The foregoing description of the Underwriting Agreement and the Underwriter Warrants are qualified in their entirety by reference to the Underwriting Agreement and form of Underwriter Warrant, copies of which are attached hereto as Exhibit 1.1 and Exhibit 4.1, respectively, and incorporated herein by reference.


Item 8.01. Other Events.


On August 5, 2020, we issued a press release announcing the pricing of the Offering described in Item 1.01 of this Report. On August 5, 2020, we issued a second press release announcing the  upsizing of the Offering. On August 10, 2020, we issued a press release announcing the closing of the Offering.
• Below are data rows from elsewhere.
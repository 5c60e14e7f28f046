//! The per-session reference registry.

use std::any::{Any, TypeId};
use std::collections::HashMap;
use std::sync::Arc;

use parking_lot::RwLock;
use tracing::{debug, trace};

use crate::{Error, Result};

/// One stored value together with the tag it was registered under.
struct Entry {
	type_tag: &'static str,
	value: Arc<dyn Any + Send + Sync>,
}

/// Store state consolidated under a single lock so that a `reset` racing an
/// in-flight `resolve` can never observe a partially cleared entry map.
struct StoreState {
	entries: HashMap<u64, Entry>,
	/// Tags already seen, with the Rust type each was first used for. One
	/// tag naming two distinct types would make tag checking blind, so the
	/// pairing is asserted in debug builds.
	tag_types: HashMap<&'static str, TypeId>,
	next_handle: u64,
	generation: u64,
}

/// Owning table mapping opaque handles to type-tagged values for one
/// session/processing context.
///
/// Handles are allocated monotonically and never rewound, not even across
/// [`reset`](Self::reset). A handle minted under a superseded generation can
/// therefore never collide with a live entry, and resolving it reports
/// [`Error::UnknownHandle`] rather than a wrong value.
///
/// All operations are in-memory and non-blocking apart from the internal
/// lock; `allocate` and `reset` take it for writing, `resolve` for reading,
/// so concurrent `allocate` calls never collide on a handle.
pub struct RefStore {
	state: RwLock<StoreState>,
}

impl RefStore {
	/// Creates an empty store at generation 1.
	#[must_use]
	pub fn new() -> Self {
		Self {
			state: RwLock::new(StoreState {
				entries: HashMap::new(),
				tag_types: HashMap::new(),
				next_handle: 0,
				generation: 1,
			}),
		}
	}

	/// Inserts `value` under a freshly allocated handle.
	///
	/// The store owns the value until the next [`reset`](Self::reset);
	/// entries are never deleted individually.
	pub fn allocate(&self, type_tag: &'static str, value: Arc<dyn Any + Send + Sync>) -> u64 {
		let type_id = (*value).type_id();
		let mut state = self.state.write();

		let prior = *state.tag_types.entry(type_tag).or_insert(type_id);
		debug_assert_eq!(
			prior, type_id,
			"type tag `{type_tag}` reused for a distinct type"
		);

		let handle = state.next_handle;
		state.next_handle += 1;
		state.entries.insert(handle, Entry { type_tag, value });
		trace!(handle, type_tag, "allocated reference");
		handle
	}

	/// Looks up `handle`, checking that it was stored under `expected_tag`.
	///
	/// The returned [`Arc`] is a shared snapshot; ownership stays with the
	/// store. Callers must resolve anew for each use rather than cache the
	/// value across a generation boundary.
	///
	/// # Errors
	///
	/// [`Error::UnknownHandle`] if the handle is absent (fabricated, or
	/// minted before a reset), [`Error::TypeMismatch`] if the stored tag
	/// differs from `expected_tag`.
	pub fn resolve(&self, handle: u64, expected_tag: &str) -> Result<Arc<dyn Any + Send + Sync>> {
		let state = self.state.read();
		let entry = state
			.entries
			.get(&handle)
			.ok_or(Error::UnknownHandle { handle })?;
		if entry.type_tag != expected_tag {
			return Err(Error::TypeMismatch {
				handle,
				expected: expected_tag.to_owned(),
				found: entry.type_tag.to_owned(),
			});
		}
		Ok(Arc::clone(&entry.value))
	}

	/// Drops every entry and advances the generation.
	///
	/// Called when the processing context this store belongs to ends or is
	/// superseded. Every token minted so far becomes permanently invalid.
	pub fn reset(&self) {
		let mut state = self.state.write();
		let dropped = state.entries.len();
		state.entries.clear();
		state.generation += 1;
		debug!(generation = state.generation, dropped, "reset reference store");
	}

	/// The current generation. Starts at 1 and increments on every
	/// [`reset`](Self::reset).
	#[must_use]
	pub fn generation(&self) -> u64 {
		self.state.read().generation
	}

	/// Number of live entries.
	#[must_use]
	pub fn len(&self) -> usize {
		self.state.read().entries.len()
	}

	/// Whether the store has no live entries.
	#[must_use]
	pub fn is_empty(&self) -> bool {
		self.state.read().entries.is_empty()
	}
}

impl Default for RefStore {
	fn default() -> Self {
		Self::new()
	}
}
A copy of each press release is attached as Exhibit 99.1, Exhibit 99.2 and 99.3, respectively, to this Current Report on Form 8-K and are hereby incorporated by reference herein.





Item 9.01. Financial Statements and Exhibits


(d) Exhibits.


Exhibit No.

  Description of Exhibit
1.1   Amended and Restated Underwriting Agreement between Citius Pharmaceuticals, Inc. and H.C. Wainwright & Co., LLC, dated as of August 5, 2020.
4.1   Form of Underwriter Warrant.
5.1   Opinion of Wyrick Robbins Yates & Ponton, LLP.
23.1   Consent of Wyrick Robbins Yates & Ponton, LLP (included in the opinion filed as Exhibit 5.1).
99.1   Press Release dated August 5, 2020.
99.2   Press Release dated August 5, 2020.
99.3   Press Release dated August 10, 2020.







Pursuant to the requirements of the Securities Exchange Act of 1934, the registrant has duly caused this report to be signed on its behalf by the undersigned hereunto duly authorized.